Barry Trager sent me a copy of the book "Integration in Finite Terms:
Fundamental Sources"[0]. The book has a series of papers leading up
to his PhD thesis. Years ago I tried several times to read and understand
his PhD work in integration and failed completely. Now I am working
through the background material.

While working through the book I revisited the resultant algorithm.
I asked an LLM about it. The result was

  "When integrating rational functions, finding the logarithmic part of the 
   integral requires determining the poles and their associated residues. 
   Computing these algebraically without finding the roots of large 
   denominator polynomials requires the Rothstein-Trager Resultant."

Pulling on that thread leads to Barry's Masters Thesis.

I asked an LLM to explain the resultant algorithm. The LLM not
only explained it in great detail (I'm a slow learner), it constructed
many examples until I could compute it by hand.

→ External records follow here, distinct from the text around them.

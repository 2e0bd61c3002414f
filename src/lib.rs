//! rolltimer - round timer for grappling and combat-sports training.
//!
//! Preparation countdown, timed rounds with rest, back-to-back hell rounds
//! and a free-running stopwatch, driven from a terminal UI.

pub mod app;
pub mod config;
pub mod engine;
pub mod format;
pub mod logging;
pub mod mode;
pub mod notify;
pub mod orientation;
pub mod ticker;
pub mod ui;
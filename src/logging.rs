use std::{fs::OpenOptions, path::Path, sync::Mutex};

use anyhow::Context;
use tracing_subscriber::EnvFilter;

/// Routes tracing output to `path`; the terminal itself belongs to the UI.
/// `RUST_LOG` takes precedence over the verbosity flag.
pub fn init(path: &Path, verbose: bool) -> anyhow::Result<()> {
    let file = OpenOptions::new()
        .create(true)
        .append(true)
        .open(path)
        .with_context(|| format!("opening log file {}", path.display()))?;

    let level = if verbose { "debug" } else { "info" };
    let filter = EnvFilter::try_from_default_env()
        .unwrap_or_else(|_| EnvFilter::new(format!("rolltimer={}", level)));

    tracing_subscriber::fmt()
        .with_env_filter(filter)
        .with_writer(Mutex::new(file))
        .with_ansi(false)
        .init();

    Ok(())
}
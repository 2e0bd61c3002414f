use std::{
    io,
    time::{Duration, Instant},
};

use anyhow::Context;
use clap::Parser;
use crossterm::{
    event::{self, DisableMouseCapture, EnableMouseCapture, Event},
    execute,
    terminal::{EnterAlternateScreen, LeaveAlternateScreen, disable_raw_mode, enable_raw_mode},
};
use ratatui::prelude::*;
use tracing::info;

use rolltimer::{
    app::{AppState, handle_input},
    config::{self, Args, Config},
    logging,
    ui::render_ui,
};

type Result<T> = anyhow::Result<T>;
const FRAME_RATE: Duration = Duration::from_millis(50);

// ============================================================================
// Main
// ============================================================================

fn main() -> Result<()> {
    let args = Args::parse();

    let log_path = match &args.log_file {
        Some(p) => p.clone(),
        None => config::app_path(config::LOG_FILE)?,
    };
    logging::init(&log_path, args.verbose)?;

    let mut config = Config::load(&config::app_path(config::CONFIG_FILE)?);
    config.apply_args(&args);
    info!(durations = ?config.durations, theme = %config.theme, "starting rolltimer");

    let mut app = AppState::new(config);

    let res = {
        let mut terminal = TerminalGuard::enter()?;
        let res = run(&mut terminal.terminal, &mut app);
        app.shutdown();
        res
    };

    if let Err(e) = &res {
        tracing::error!("event loop failed: {:#}", e);
    }
    res
}

// ============================================================================
// Terminal
// ============================================================================

/// Raw mode plus alternate screen, undone on drop. Dropping also runs while
/// unwinding from a panic, so the shell is never left in raw mode.
struct TerminalGuard {
    terminal: Terminal<CrosstermBackend<io::Stdout>>,
}

impl TerminalGuard {
    fn enter() -> Result<Self> {
        enable_raw_mode().context("enabling raw mode")?;
        let setup = || -> Result<Terminal<CrosstermBackend<io::Stdout>>> {
            let mut stdout = io::stdout();
            execute!(stdout, EnterAlternateScreen, EnableMouseCapture)?;
            Ok(Terminal::new(CrosstermBackend::new(stdout))?)
        };
        match setup() {
            Ok(terminal) => Ok(Self { terminal }),
            Err(e) => {
                restore(&mut io::stdout());
                Err(e.context("setting up terminal"))
            }
        }
    }
}

impl Drop for TerminalGuard {
    fn drop(&mut self) {
        restore(self.terminal.backend_mut());
        if let Err(e) = self.terminal.show_cursor() {
            tracing::warn!("failed to show cursor: {}", e);
        }
    }
}

fn restore<W: io::Write>(out: &mut W) {
    if let Err(e) = disable_raw_mode() {
        tracing::warn!("failed to disable raw mode: {}", e);
    }
    if let Err(e) = execute!(out, LeaveAlternateScreen, DisableMouseCapture) {
        tracing::warn!("failed to leave alternate screen: {}", e);
    }
}

fn run(terminal: &mut Terminal<CrosstermBackend<io::Stdout>>, app: &mut AppState) -> Result<()> {
    loop {
        let size = terminal.size()?;
        app.set_orientation(size.width, size.height);
        terminal.draw(|f| render_ui(f, app))?;

        let timeout = app.ticker.poll_timeout(Instant::now(), FRAME_RATE);
        if event::poll(timeout)? {
            if let Event::Key(key) = event::read()? {
                if handle_input(key, app, Instant::now()) {
                    return Ok(());
                }
            }
        }

        app.update(Instant::now());
    }
}

#[cfg(test)]
mod tests {
    use super::*;

    #[test]
    fn restore_leaves_alternate_screen_without_raw_mode() {
        let mut out = Vec::new();
        restore(&mut out);
        let written = String::from_utf8_lossy(&out);
        assert!(written.contains("\x1b[?1049l"));
    }
}
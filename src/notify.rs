use notify_rust::{Notification, Urgency};

use crate::mode::Mode;

/// Desktop banner announcing the mode the timer just entered.
pub fn announce(mode: Mode, body: &str) {
    let result = Notification::new()
        .summary(&format!("{} {}", mode.icon(), mode.header()))
        .body(body)
        .appname("rolltimer")
        .icon("alarm-clock")
        .urgency(Urgency::Normal)
        .show();

    if let Err(e) = result {
        tracing::warn!("desktop notification failed: {}", e);
    }
}

pub fn transition_message(from: Mode, to: Mode) -> &'static str {
    match (from, to) {
        (Mode::Preparing, Mode::Rolling) => "Slap hands and roll!",
        (Mode::Preparing, Mode::HellRounds) => "Hell rounds started. No rest for the wicked.",
        (Mode::Rolling, Mode::Resting) => "Round over. Catch your breath.",
        (Mode::HellRounds, Mode::HellRounds) => "Next partner in. Press play to go again.",
        _ => "Timer changed mode.",
    }
}

#[cfg(test)]
mod tests {
    use super::*;

    #[test]
    fn every_transition_has_a_message() {
        assert_eq!(transition_message(Mode::Rolling, Mode::Resting), "Round over. Catch your breath.");
        assert_ne!(transition_message(Mode::Preparing, Mode::Rolling), transition_message(Mode::Preparing, Mode::HellRounds));
        assert_eq!(transition_message(Mode::Stopwatch, Mode::Rolling), "Timer changed mode.");
    }
}
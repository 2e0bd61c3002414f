//! Portrait/landscape signal for the clock display.
//!
//! Terminal cells are roughly twice as tall as they are wide, so a window
//! counts as landscape once its column count reaches twice its row count.

#[derive(Clone, Copy, PartialEq, Eq, Debug)]
pub enum Orientation {
    Portrait,
    Landscape,
}

impl Orientation {
    pub fn from_size(cols: u16, rows: u16) -> Self {
        if u32::from(cols) >= u32::from(rows) * 2 {
            Self::Landscape
        } else {
            Self::Portrait
        }
    }

    pub fn is_landscape(&self) -> bool {
        matches!(self, Self::Landscape)
    }
}

/// Glyph scale for the clock digits. Landscape gets the larger face.
pub fn display_scale(orientation: Orientation) -> u16 {
    match orientation {
        Orientation::Portrait => 1,
        Orientation::Landscape => 2,
    }
}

That leads to WHY you need the resultant algorithm which leads
to further LLM question-answer sessions.

Without LLMs I'm not sure I could fully understand Trager in any
reasonable amount of time.

The point is that the LLMs can already explain Trager. The question
then becomes "When can they use that understanding to compute
integration". My guess is it already can when given the correct series of
prompts.

I had advocated developing an MCP (Model Context Protocol) server
to give LLMs access to the computer algebra system, part of the goal
of making the algebra available to other systems. However I think the
time has passed when this is useful. The LLMs already "know" most
of the answers to computer algebra questions. Whether the answer is 
correct or not is questionable at the moment but I think that will change.

It would be an interesting study to discover how much computer algebra
system output is already "known" to an LLM. The LLM output requires
careful prompt construction (known as "skills"). I suspect the likely path
going forward will be constructing "skills" that give the same or better
output than the current computer algebra systems. It has the added
feature of being able to explain the result (aka machine-to-human) in
any desired amount of detail.

So the forward-looking path is "skill development" rather than hand
written algorithms. I am trying hard to learn this new game.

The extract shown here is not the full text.